Teaching the Joy of Giving

The joy of receiving comes pretty naturally to all of us doesn’t it!  In light of that, we’ve focused our attention on teaching J the joy of giving.  In fact J really hadn’t figured out that he would receive gifts on Christmas too… until this weekend 🙂  We made shoeboxes for Operation Christmas Child, homemade cookies for teachers and neighbors, he wanted to bring stickers to his friends to the Christmas celebration at Bible Study last week, …  I’ve been so proud that he is starting to think of ways to give on his own too! 

Honestly,  I’m learning how to teach this as I go.  But I’m finding it really it isn’t as difficult as I had anticipated.   We focus on the smiles on faces or the laughs we hear when we give, the way it makes someone else feel.  We try to vocalize how we feel when we’re given something to add more opportunities for J to make the connection behind the purpose of giving.   J is starting to notice.  He came home from Bible study so excited because the other kids in his class were “so happy!” when he gave them stickers. 

So this year I decided J was old enough to go shopping himself.  I started with dad first, asking J what gift he wanted to give daddy for Christmas.  His first response was cars and trains.  Of course!
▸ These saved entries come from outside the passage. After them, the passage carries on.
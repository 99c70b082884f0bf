use crate::pipeline::PipelineError;
use axum::extract::multipart::{MultipartError, MultipartRejection};
use axum::http::StatusCode;
use axum::response::{IntoResponse, Response};
use axum::Json;
use serde::Serialize;
use thiserror::Error;
use tracing::warn;

/// Errors returned by the upload API
#[derive(Debug, Error)]
pub enum ApiError {
    #[error("No image file provided")]
    MissingImage,

    #[error("{0}")]
    InvalidUpload(String),

    #[error("Image exceeds the {limit} byte upload limit")]
    PayloadTooLarge { limit: usize },

    #[error(transparent)]
    Processing(#[from] PipelineError),
}

/// Error response body
#[derive(Debug, Serialize)]
pub struct ErrorResponse {
    pub error: String,
    #[serde(skip_serializing_if = "Option::is_none")]
    pub details: Option<String>,
}

impl ApiError {
    pub fn status(&self) -> StatusCode {
        match self {
            ApiError::MissingImage | ApiError::InvalidUpload(_) => StatusCode::BAD_REQUEST,
            ApiError::PayloadTooLarge { .. } => StatusCode::PAYLOAD_TOO_LARGE,
            ApiError::Processing(_) => StatusCode::INTERNAL_SERVER_ERROR,
        }
    }

    /// Map a multipart stream error, keeping the body-limit distinction
    pub fn from_multipart(err: MultipartError, limit: usize) -> Self {
        if err.status() == StatusCode::PAYLOAD_TOO_LARGE {
            ApiError::PayloadTooLarge { limit }
        } else {
            ApiError::InvalidUpload(err.body_text())
        }
    }
}

impl From<MultipartRejection> for ApiError {
    fn from(rejection: MultipartRejection) -> Self {
        warn!(reason = %rejection.body_text(), "Upload is not a multipart request");
        ApiError::MissingImage
    }
}

impl IntoResponse for ApiError {
    fn into_response(self) -> Response {
        let status = self.status();
        let body = match &self {
            ApiError::MissingImage | ApiError::InvalidUpload(_) => ErrorResponse {
                error: self.to_string(),
                details: None,
            },
            ApiError::PayloadTooLarge { .. } => ErrorResponse {
                error: "Image too large".to_string(),
                details: Some(self.to_string()),
            },
            ApiError::Processing(e) => ErrorResponse {
                error: "Failed to process image".to_string(),
                details: Some(e.to_string()),
            },
        };

        if status.is_client_error() {
            metrics::counter!("triage.uploads.rejected").increment(1);
        }

        (status, Json(body)).into_response()
    }
}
Those are J’s personal favorites so why wouldn’t dad enjoy those too?

So we had a lesson on how to give gifts. Think about what the person enjoys doing.  What do we see daddy excited about?  This wasn’t easy for my 2 year old to grasp.  But he eventually got it!  I was so proud when he finally started listing things that Daddy liked and decided on the perfect gift.  An orange!  He was so thrilled with the idea.  And it’s true, my husband loves oranges.  So we took off to the store to buy an orange.  

J wrapped up the orange and he placed it under the tree.  J has been THRILLED with his choice and COULDN’T WAIT to give it to daddy.  In fact when dad came home from work the night of our shopping trip, J ran up to him with a “Happy Birthday!!”  I got you orange!!!”  Obviously he’s still a bit confused.  It’s a work in progress.   He wanted dad to open the gift right away, but slowly caught on when I convinced him to keep it a secret until Christmas.  Each day since, he has retrieved the gift for dad from under the tree and carried it around, telling me all about what’s inside.  He gives it a place of honor, separate from the other gifts.  It’s so cute to watch. 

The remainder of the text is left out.